Task instructions ▸ Take every line containing "Deserialize" out of the records.

Information ▸
//! # interview-flow
//!
//! Question visibility and sequencing for CAPI/CATI interviews.
//! Presentation-agnostic: a UI asks the session which question to show,
//! records answers, and submits the final record.
//!
//! ## Usage
//!
//! ```rust,ignore
//! use std::sync::Arc;
//! use interview_flow::{InMemoryStore, InterviewMode, InterviewSession, SessionOptions, SurveyDefinition};
//!
//! let survey = Arc::new(SurveyDefinition::from_json(&json)?);
//! let store = InMemoryStore::new();
//! let mut session = InterviewSession::start(
//!     survey,
//!     SessionOptions::new("sess-42", InterviewMode::Cati).with_constituency("Kolkata Port"),
//!     config.rules_for("ac-tracker-2025").cloned(),
//!     &store,
//! )
//! .await?;
//!
//! session.answer("q_gender", "male")?;
//! session.advance()?;
//! let record = session.complete()?;
//! interview_flow::submit(&record, &store).await?;
//! ```
//!
//! ## Pipeline
//!
//! For every query the session runs, in order:
//! - mode filter (`enabledForCAPI` / `enabledForCATI`)
//! - set filter (CATI split-sample sets, see [`sets`])
//! - survey rules (bye-election gating, see [`rules`])
//! - display conditions (see [`condition`])
//! - the survey's reorder table (see [`rules`])

// Re-export all types from interview-flow-types
pub use interview_flow_types::*;

pub mod condition;
pub mod config;
pub mod location;
pub mod recording;
pub mod rules;
pub mod sequence;
pub mod session;
pub mod sets;

mod error;
pub use error::{ConfigError, RecordingError, SessionError, ValidationError};

pub use config::{EngineConfig, LocationConfig};
pub use location::{LocationChain, LocationError, LocationState, LocationStrategy};
pub use recording::{AudioDevice, RecordingGuard};
pub use rules::{
    AcMaster, AcMasterEntry, ByeElectionRule, ReorderEntry, SurveyRules, parse_ac_master,
};
pub use sequence::{SequenceContext, presentation_order, visible_questions};
pub use session::{InterviewSession, SessionOptions, submit};

// In-memory collaborators for tests and offline runs
mod memory;
pub use memory::InMemoryStore;
use std::collections::HashMap;

use serde::{Deserialize, Serialize};

use crate::{QuestionId, ResponseValue};

/// Error type for response access operations.
#[derive(Debug, thiserror::Error)]
pub enum ResponseError {
    #[error("Missing response for question: {0}")]
    Missing(QuestionId),

    #[error("Type mismatch for question '{id}': expected {expected}, got {actual}")]
    TypeMismatch {
        id: QuestionId,
        expected: &'static str,
        actual: &'static str,
    },
}

/// Responses collected so far in an interview, keyed by question id.
#[derive(Debug, Clone, Default, PartialEq, Serialize, Deserialize)]
#[serde(transparent)]
pub struct Responses {
    values: HashMap<QuestionId, ResponseValue>,
}

impl Responses {
    /// Create a new empty responses collection.
    pub fn new() -> Self {
        Self {
            values: HashMap::new(),
        }
    }

    /// Insert a response value for the given question, returning the previous one.
    pub fn insert(
        &mut self,
        id: impl Into<QuestionId>,
        value: impl Into<ResponseValue>,
    ) -> Option<ResponseValue> {
        self.values.insert(id.into(), value.into())
    }

    /// Get the response for the given question.
    pub fn get(&self, id: &QuestionId) -> Option<&ResponseValue> {
        self.values.get(id)
    }

    /// Check if a response exists for the given question.
    pub fn contains(&self, id: &QuestionId) -> bool {
        self.values.contains_key(id)
    }

    /// Remove the response for the given question.
    pub fn remove(&mut self, id: &QuestionId) -> Option<ResponseValue> {
        self.values.remove(id)
    }

    /// Get an iterator over all id-value pairs.
    pub fn iter(&self) -> impl Iterator<Item = (&QuestionId, &ResponseValue)> {
        self.values.iter()
    }

    /// Get the number of responses.
    pub fn len(&self) -> usize {
        self.values.len()
    }

    /// Check if there are no responses.
    pub fn is_empty(&self) -> bool {
        self.values.is_empty()
    }

    // === Convenience accessors ===

    /// Get a numeric response. Text that parses as a number is accepted.
    pub fn get_number(&self, id: &QuestionId) -> Result<f64, ResponseError> {
        match self.get(id) {
            Some(ResponseValue::Number(n)) => Ok(*n),
            Some(ResponseValue::Text(text)) => {
                text.trim()
                    .parse()
                    .map_err(|_| ResponseError::TypeMismatch {
                        id: id.clone(),
                        expected: "Number",
                        actual: "Text",
                    })
            }
            Some(other) => Err(ResponseError::TypeMismatch {
                id: id.clone(),
                expected: "Number",
                actual: other.type_name(),
            }),
            None => Err(ResponseError::Missing(id.clone())),
        }
    }

    /// Get the selected option values of a multiple-choice response.
    pub fn get_choices(&self, id: &QuestionId) -> Result<&[String], ResponseError> {
        match self.get(id) {
            Some(ResponseValue::Choices(values)) => Ok(values),
            Some(other) => Err(ResponseError::TypeMismatch {
                id: id.clone(),
                expected: "Choices",
                actual: other.type_name(),
            }),
            None => Err(ResponseError::Missing(id.clone())),
        }
    }

    /// Check if the given question has a non-blank answer.
    ///
    /// Returns `false` if the response is missing, blank text or an empty selection.
    pub fn has_value(&self, id: &QuestionId) -> bool {
        self.get(id).is_some_and(|value| !value.is_blank())
    }
}

impl IntoIterator for Responses {
    type Item = (QuestionId, ResponseValue);
    type IntoIter = std::collections::hash_map::IntoIter<QuestionId, ResponseValue>;

    fn into_iter(self) -> Self::IntoIter {
        self.values.into_iter()
    }
}

impl<'a> IntoIterator for &'a Responses {
    type Item = (&'a QuestionId, &'a ResponseValue);
    type IntoIter = std::collections::hash_map::Iter<'a, QuestionId, ResponseValue>;

    fn into_iter(self) -> Self::IntoIter {
        self.values.iter()
    }
}

impl FromIterator<(QuestionId, ResponseValue)> for Responses {
    fn from_iter<T: IntoIterator<Item = (QuestionId, ResponseValue)>>(iter: T) -> Self {
        Self {
            values: iter.into_iter().collect(),
        }
    }
}
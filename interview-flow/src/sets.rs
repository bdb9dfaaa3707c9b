//! Alternate question sets for CATI split-sample designs.
//!
//! Questions tagged with a set number belong to one of several variants of
//! the questionnaire. Each CATI session gets exactly one set, assigned in
//! round-robin order across sessions of the same survey. CAPI sessions do
//! not use sets and see every tagged question.

use tracing::{debug, warn};

use crate::{InterviewMode, Question, SetNumberSource, SurveyDefinition};

/// Resolve the set number for a new session.
///
/// Returns `None` for CAPI sessions and for surveys without sets. A failed
/// lookup falls back to the lowest set instead of failing the session.
pub async fn resolve_set_number(
    mode: InterviewMode,
    definition: &SurveyDefinition,
    source: &dyn SetNumberSource,
) -> Option<u32> {
    if mode == InterviewMode::Capi {
        return None;
    }

    let available = definition.set_numbers();
    if available.is_empty() {
        return None;
    }

    let last = match source.last_set_number(&definition.id).await {
        Ok(last) => last,
        Err(err) => {
            warn!(survey = %definition.id, error = %err, "set number lookup failed, using lowest set");
            None
        }
    };

    let next = next_set(&available, last);
    debug!(survey = %definition.id, ?last, ?next, "resolved question set");
    next
}

/// Pick the set after `last` from the ascending list `available`, wrapping
/// around to the lowest.
///
/// A `last` that is not itself in the list still advances to the next
/// larger set, so removing a set from a survey does not reset the rotation.
pub fn next_set(available: &[u32], last: Option<u32>) -> Option<u32> {
    let lowest = available.first().copied()?;
    let Some(last) = last else {
        return Some(lowest);
    };
    Some(
        available
            .iter()
            .copied()
            .find(|&set| set > last)
            .unwrap_or(lowest),
    )
}

/// Check if `question` belongs in a session with the given mode and set.
///
/// Untagged questions are always permitted.
pub fn permits(question: &Question, mode: InterviewMode, set_number: Option<u32>) -> bool {
    match (mode, question.set_membership(), set_number) {
        (InterviewMode::Capi, _, _) => true,
        (InterviewMode::Cati, None, _) => true,
        (InterviewMode::Cati, Some(_), None) => true,
        (InterviewMode::Cati, Some(tagged), Some(session)) => tagged == session,
    }
}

Result for this exercise ▸
use serde::{Deserialize, Serialize};
#[derive(Debug, Clone, Default, PartialEq, Serialize, Deserialize)]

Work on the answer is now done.